Transport of constituents in partially mixed estuaries depends on the relative strengths of dominant forcing mechanisms which may include tides, river input, and wind. In this study, we investigated the major physical mechanisms that influence the salinity structure in the Cape Fear River Estuary (CFRE), a partially mixed estuary that is representative of river-dominated estuaries along the southeast Atlantic coast of the U.S. Based on analysis of observed hydrographic and hydrodynamic data, we first describe differences in velocity, salinity, and stratification at along-channel sections of the estuary for relatively low-flow conditions.

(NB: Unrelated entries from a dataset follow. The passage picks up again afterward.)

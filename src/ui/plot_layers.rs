use eframe::egui::{Align2, Color32, RichText, Stroke};
use egui_plot::{Line, MarkerShape, PlotPoint, PlotPoints, PlotUi, Points, Polygon, Text};

use crate::config::plot::PLOT_CONFIG;
use crate::render::PlotImage;

/// Context passed to every layer during rendering.
pub struct LayerContext<'a> {
    pub image: &'a PlotImage,
}

/// A standardized layer in the plot stack.
pub trait PlotLayer {
    fn render(&self, ui: &mut PlotUi, ctx: &LayerContext);
}

// ============================================================================
// 1. SCATTER LAYER (Inside / Outside points)
// ============================================================================
pub struct ScatterLayer;

impl PlotLayer for ScatterLayer {
    fn render(&self, plot_ui: &mut PlotUi, ctx: &LayerContext) {
        for series in &ctx.image.series {
            let points = Points::new(series.label, PlotPoints::new(series.points.clone()))
                .color(series.color.linear_multiply(series.opacity))
                .radius(series.radius)
                .shape(MarkerShape::Circle)
                .filled(true);
            plot_ui.points(points);
        }
    }
}

// ============================================================================
// 2. OUTLINE LAYER (Unit circle and bounding square)
// ============================================================================
pub struct OutlineLayer;

impl PlotLayer for OutlineLayer {
    fn render(&self, plot_ui: &mut PlotUi, ctx: &LayerContext) {
        for outline in &ctx.image.outlines {
            let vertices = outline.shape.vertices(PLOT_CONFIG.circle_segments);
            plot_ui.line(
                Line::new(outline.label, PlotPoints::new(vertices))
                    .color(outline.color)
                    .width(outline.width),
            );
        }
    }
}

// ============================================================================
// 3. ANNOTATION LAYER (Counts and estimate box)
// ============================================================================
pub struct AnnotationLayer;

impl PlotLayer for AnnotationLayer {
    fn render(&self, plot_ui: &mut PlotUi, ctx: &LayerContext) {
        let Some(annotation) = &ctx.image.annotation else {
            return;
        };

        let [left, top] = annotation.anchor;
        let [width, height] = annotation.size;
        let corners = PlotPoints::new(vec![
            [left, top],
            [left + width, top],
            [left + width, top - height],
            [left, top - height],
        ]);

        // Empty name keeps the box out of the legend
        plot_ui.polygon(
            Polygon::new("", corners)
                .fill_color(annotation.fill.linear_multiply(annotation.opacity))
                .stroke(Stroke::new(1.0, Color32::from_black_alpha(100))),
        );

        let padding = 0.03;
        let text = RichText::new(annotation.text())
            .monospace()
            .color(annotation.text_color);
        plot_ui.text(
            Text::new("", PlotPoint::new(left + padding, top - padding), text)
                .anchor(Align2::LEFT_TOP),
        );
    }
}

// ============================================================================
// 4. PLACEHOLDER LAYER (Empty run)
// ============================================================================
pub struct PlaceholderLayer;

impl PlotLayer for PlaceholderLayer {
    fn render(&self, plot_ui: &mut PlotUi, ctx: &LayerContext) {
        if let Some(placeholder) = &ctx.image.placeholder {
            let [x, y] = placeholder.position;
            let message = RichText::new(placeholder.message)
                .size(16.0)
                .color(PLOT_CONFIG.annotation_text_color);
            plot_ui.text(
                Text::new("", PlotPoint::new(x, y), message).anchor(Align2::CENTER_CENTER),
            );
        }
    }
}
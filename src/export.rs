use std::fs::File;
use std::io::Write;
use std::path::Path;

use anyhow::{Context, Result};

use crate::extract::{ExtractionResult, NOT_FOUND};

/// Serialize results into a CSV file. A UTF-8 BOM is written first so
/// spreadsheet tools pick the right encoding for the Cyrillic fields.
pub fn write_csv(path: &Path, results: &[ExtractionResult]) -> Result<()> {
    let mut file =
        File::create(path).with_context(|| format!("creating {}", path.display()))?;
    file.write_all(b"\xEF\xBB\xBF")?;

    let mut wtr = csv::Writer::from_writer(file);
    wtr.write_record(["File", "Name", "Title", "Phone"])?;
    for r in results {
        wtr.write_record([
            r.file.as_str(),
            r.name.as_deref().unwrap_or(NOT_FOUND),
            r.title.as_deref().unwrap_or(NOT_FOUND),
            r.phone.as_deref().unwrap_or(NOT_FOUND),
        ])?;
    }
    wtr.flush()?;
    Ok(())
}

#[cfg(test)]
mod tests {
    use super::*;

    #[test]
    fn csv_round_trip() {
        let results = vec![
            ExtractionResult {
                file: "a.pdf".into(),
                name: Some("Петренко Іван".into()),
                title: None,
                phone: Some("0501234567".into()),
            },
            ExtractionResult {
                file: "b, with comma.docx".into(),
                name: None,
                title: Some("Менеджер".into()),
                phone: None,
            },
        ];

        let dir = std::env::temp_dir();
        let path = dir.join("cv_extract_test.csv");
        write_csv(&path, &results).unwrap();

        let bytes = std::fs::read(&path).unwrap();
        assert_eq!(&bytes[..3], b"\xEF\xBB\xBF");
        let body = String::from_utf8(bytes[3..].to_vec()).unwrap();
        let mut lines = body.lines();
        assert_eq!(lines.next(), Some("File,Name,Title,Phone"));
        assert_eq!(lines.next(), Some("a.pdf,Петренко Іван,—,0501234567"));
        assert_eq!(lines.next(), Some("\"b, with comma.docx\",—,Менеджер,—"));
        std::fs::remove_file(&path).ok();
    }
}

We then investigate the influence of river inflow on the salinity intrusion (defined by the 1-salinity contour near the bottom), based on six methods of choosing discharge in order to identify an appropriate means of incorporating flow history into the discharge value.Our analyses indicate: 1) 92 percent of the variability in the length of the salinity intrusion over a five-year period can be explained based on the Hydrologic Flood Method identified in this work, 2) the salinity intrusion depends more weakly on discharge than predicted by classic analytical relationships for exchange-dominated systems in which the intrusion varies with discharge to the power of (−1/3), and 3) intra-tidal and tidal-range differences based on a 29-day modulation significantly influence the salinity structure.Our results suggest that the salinity intrusion location is dependent upon the hydrologic “flood,” defined by a peak in the river-discharge hydrograph. The analysis indicates that the new method used to determine discharge in the CFRE can more accurately explain river inflow–salinity relationships than previously investigated methods. In river-estuary systems in which hydrologic flood peaks are large relative to base flow, we hypothesize the hydrologic flood model offers a useful tool for predicting the estuarine salinity response to river inflow.